# Mill vs. Lathe - Which Would You Recommend ?



## Mednanu (Jul 11, 2004)

Please forgive the noob question /ubbthreads/images/graemlins/icon15.gif , but I know that I need either a mill or a lathe and am not sure which one would be able to accomplish my needs. Your input would be greatly appreciated.

What I'm doing: I need to fabricate some custom parts that would generally measure less than 1 - 7 inches in any dimension. I would need to be able to machine rails, grooves, notches and other such shapes into aluminum or steel stock. Sometimes I would need to drill precision holes or vary the diameter of existing holes by only a few thousandths of an inch. Other times I would need to turn down round stock to an exact outer diameter. 

To me, it sounds like I need a cnc machine, but cannot afford such a toy. I would be just as happy with the equivalent of a manually operated machine of this nature, rather than a fully computer controlled rig. I've basically been using a dremel tool for years, and now need the ability to make precision ( measurable ) cuts to consistent and exact depths, lengths, and widths. It's almost like I would just need to hold the dremel in a vise and simply have a 3-axis table that holds the metal stock I'm working on, but which would allow me to turn a dial and move the part exact distances in at least 2 dimensions, and preferably 3 while I shape the part. At the same time, I would also need to be drilling precision holes or resizing the inner/outer diameters of existing bar stock or tubes.

So, would I be describing the functions of a lathe, a mill, or a combo lathe/mill ? Please, clue me in here. I'd hate to go out and spend a large chunk of cash only to realize that I had bought the wrong rig.

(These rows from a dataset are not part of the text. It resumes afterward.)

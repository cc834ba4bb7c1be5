//! Daily, windowed and calendar-year returns.

use chrono::{DateTime, Datelike};
use std::collections::BTreeMap;

use crate::constants::trading;
use crate::error::{Result, RiskError};
use crate::provider::PriceSeries;

/// Simple daily returns `(p_t − p_{t−1}) / p_{t−1}`.
///
/// Adjacent pairs containing any non-positive price are skipped: nothing is
/// emitted at that index rather than a zero.
pub fn daily_returns(series: &PriceSeries) -> Vec<f64> {
    series
        .prices
        .windows(2)
        .filter(|w| w[0] > 0.0 && w[1] > 0.0)
        .map(|w| (w[1] - w[0]) / w[0])
        .collect()
}

/// Log returns `ln(p_t / p_{t−1})` under the same non-positive skip rule.
pub fn log_returns(series: &PriceSeries) -> Vec<f64> {
    series
        .prices
        .windows(2)
        .filter(|w| w[0] > 0.0 && w[1] > 0.0)
        .map(|w| (w[1] / w[0]).ln())
        .collect()
}

/// Daily returns tagged with the timestamp of the later observation.
///
/// The calendar-date form feeds lag alignment against a benchmark.
pub fn dated_daily_returns(series: &PriceSeries) -> Vec<(i64, f64)> {
    series
        .prices
        .windows(2)
        .zip(series.timestamps.windows(2))
        .filter(|(prices, _)| prices[0] > 0.0 && prices[1] > 0.0)
        .map(|(prices, ts)| (ts[1], (prices[1] - prices[0]) / prices[0]))
        .collect()
}

/// Return windows over one series.
#[derive(Debug)]
pub struct WindowReturns {
    /// Return since the first trading day of the current year
    pub ytd: Result<f64>,
    /// Return over the trailing year (253 observations)
    pub one_year: Result<f64>,
    /// Return over the trailing 30 calendar days (22 observations)
    pub thirty_day: Result<f64>,
}

/// Compute YTD / 1Y / 30D windows against the given current year.
pub fn window_returns(series: &PriceSeries, current_year: i32) -> WindowReturns {
    WindowReturns {
        ytd: ytd_return(series, current_year),
        one_year: trailing_return(series, trading::ONE_YEAR_OBSERVATIONS, trading::MIN_ONE_YEAR_OBSERVATIONS),
        thirty_day: trailing_return(
            series,
            trading::THIRTY_DAY_OBSERVATIONS,
            trading::THIRTY_DAY_OBSERVATIONS + 1,
        ),
    }
}

fn year_of(ts: i64) -> i32 {
    DateTime::from_timestamp(ts, 0)
        .map(|dt| dt.year())
        .unwrap_or(0)
}

fn ytd_return(series: &PriceSeries, current_year: i32) -> Result<f64> {
    let first_of_year = series
        .timestamps
        .iter()
        .position(|&ts| year_of(ts) == current_year);
    let Some(start) = first_of_year else {
        return Err(RiskError::InsufficientData {
            required: 1,
            actual: 0,
        });
    };
    let start_price = series.prices[start];
    let last = series.last_price().unwrap_or(0.0);
    if start_price <= 0.0 || last <= 0.0 {
        return Err(RiskError::InsufficientData {
            required: 1,
            actual: 0,
        });
    }
    Ok(last / start_price - 1.0)
}

/// `last / price N observations earlier − 1`, gated on a minimum length.
fn trailing_return(series: &PriceSeries, lookback: usize, min_len: usize) -> Result<f64> {
    let n = series.len();
    if n < min_len {
        return Err(RiskError::InsufficientData {
            required: min_len,
            actual: n,
        });
    }
    let anchor = n.saturating_sub(lookback).min(n - 1);
    let base = series.prices[anchor];
    let last = series.prices[n - 1];
    if base <= 0.0 || last <= 0.0 {
        return Err(RiskError::InsufficientData {
            required: min_len,
            actual: 0,
        });
    }
    Ok(last / base - 1.0)
}

/// Per-calendar-year returns `last/first − 1`, partial current year included.
///
/// Years whose boundary prices are non-positive are omitted.
pub fn calendar_year_returns(series: &PriceSeries) -> BTreeMap<i32, f64> {
    let mut boundaries: BTreeMap<i32, (f64, f64)> = BTreeMap::new();
    for (&ts, &price) in series.timestamps.iter().zip(series.prices.iter()) {
        let year = year_of(ts);
        boundaries
            .entry(year)
            .and_modify(|(_, last)| *last = price)
            .or_insert((price, price));
    }

    boundaries
        .into_iter()
        .filter(|(_, (first, last))| *first > 0.0 && *last > 0.0)
        .map(|(year, (first, last))| (year, last / first - 1.0))
        .collect()
}

#[cfg(test)]
mod tests {
    use super::*;
    use crate::provider::SeriesMeta;

    fn make_series(prices: Vec<f64>) -> PriceSeries {
        // Daily timestamps starting 2024-01-02 UTC midnight
        let start = 1_704_153_600_i64;
        PriceSeries {
            symbol: "TEST".into(),
            currency: "USD".into(),
            timestamps: (0..prices.len() as i64).map(|i| start + i * 86_400).collect(),
            prices,
            meta: SeriesMeta::default(),
        }
    }

    #[test]
    fn test_daily_returns_basic() {
        let series = make_series(vec![100.0, 110.0, 99.0]);
        let returns = daily_returns(&series);
        assert_eq!(returns.len(), 2);
        assert!((returns[0] - 0.10).abs() < 1e-12);
        assert!((returns[1] + 0.10).abs() < 1e-12);
    }

    #[test]
    fn test_daily_returns_skip_zero_price() {
        let series = make_series(vec![100.0, 0.0, 200.0]);
        assert!(daily_returns(&series).is_empty());
        assert!(log_returns(&series).is_empty());
    }

    #[test]
    fn test_log_returns_match_exp() {
        let series = make_series(vec![100.0, 105.0, 101.0]);
        let simple = daily_returns(&series);
        let log = log_returns(&series);
        for (s, l) in simple.iter().zip(log.iter()) {
            assert!((l.exp() - 1.0 - s).abs() < 1e-12);
        }
    }

    #[test]
    fn test_dated_returns_carry_later_timestamp() {
        let series = make_series(vec![100.0, 110.0]);
        let dated = dated_daily_returns(&series);
        assert_eq!(dated.len(), 1);
        assert_eq!(dated[0].0, series.timestamps[1]);
    }

    #[test]
    fn test_one_year_window_insufficient() {
        let series = make_series(vec![100.0; 150]);
        let windows = window_returns(&series, 2024);
        match windows.one_year {
            Err(RiskError::InsufficientData { required, actual }) => {
                assert_eq!(required, 200);
                assert_eq!(actual, 150);
            }
            other => panic!("expected InsufficientData, got {other:?}"),
        }
    }

    #[test]
    fn test_thirty_day_window() {
        let mut prices = vec![100.0; 30];
        prices.extend(vec![110.0; 1]);
        let series = make_series(prices);
        let windows = window_returns(&series, 2024);
        // 22 observations back from the last lands on a 100.0 close
        let thirty = windows.thirty_day.unwrap();
        assert!((thirty - 0.10).abs() < 1e-12);
    }

    #[test]
    fn test_ytd_uses_first_trading_day_of_year() {
        // 2023-12-29 then 2024 days
        let series = PriceSeries {
            symbol: "TEST".into(),
            currency: "USD".into(),
            timestamps: vec![1_703_808_000, 1_704_153_600, 1_704_240_000],
            prices: vec![90.0, 100.0, 108.0],
            meta: SeriesMeta::default(),
        };
        let ytd = window_returns(&series, 2024).ytd.unwrap();
        assert!((ytd - 0.08).abs() < 1e-12);
    }

    #[test]
    fn test_calendar_year_returns_partial_current_year() {
        // Two days in 2023, two in 2024
        let series = PriceSeries {
            symbol: "TEST".into(),
            currency: "USD".into(),
            timestamps: vec![1_672_617_600, 1_703_808_000, 1_704_153_600, 1_704_240_000],
            prices: vec![80.0, 96.0, 100.0, 110.0],
            meta: SeriesMeta::default(),
        };
        let years = calendar_year_returns(&series);
        assert!((years[&2023] - 0.20).abs() < 1e-12);
        assert!((years[&2024] - 0.10).abs() < 1e-12);
    }
}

Also, I'm trying to keep the price range of the initial machine somewhere between $300 - $400 if at all possible. Any recommendations from my fellow CPF machine heads of what would fit the bill for such an order ?


----------



## KC2IXE (Jul 11, 2004)

Turn Down Round Parts = Lathe

Rails, gooves, Notches = Mill

Both = Either combo lathe/mill or if you have the space, two machines (almost always a better, and can be cheaper choice)


----------



## Mednanu (Jul 11, 2004)

That's kind of what I was afraid of. While I can easily find some good lathe recommendations via a quick search through previous posts, do you have any thoughts on a good mill perhaps ? I don't see too many of these ever mentioned here lately - people just seem to be more in love with the lathe lately.


----------



## KC2IXE (Jul 11, 2004)

It all depends on 1)How much space you have 2)Your Budget and 3)Your location

For #1 - I started with a Sherline Mill and a 6" Atlas lathe - Both were "OK" - the lathe better than the mill - the mill is only good for LIGHT cuts - I've seen the HF Mini Mill, and it's a lot more mill, but it needs work to tune it up. If you have SPACE, full sized machine can cost the same, or sometimes less. I've seen LARGE machines free for the taking (of course the fill 1/2 a garage)

Budget: You can get a nice full sized used lathe for a grand without much work, and often much cheaper. Mills? $1500 or so for a full sized - If you can work with a Horizontal mill, often MUCH less

Location: If you live in the rust belt, places where there was a lot of machine shops, you can do very well - sources in places like Long Island (which used to have a lot of cheap machines) are drying up - Industry has been gone too long. Other places, machines can be rare - VERY rare. So, where someone in NE PA might find a nice lathe for scrap prices, someone elsewhere might pay a grand for the same machine


----------



## Steelwolf (Jul 12, 2004)

If you are strapped for space or cash and not in a place where ex-commercial machines are easily available, you could modify either machine to perform the opposite's task. This will only work for limited work-sizes, cuts and movements, so you'll want to look at what the majority of the work you want to do and the size as well. As for the movements, it is really up to your imagination.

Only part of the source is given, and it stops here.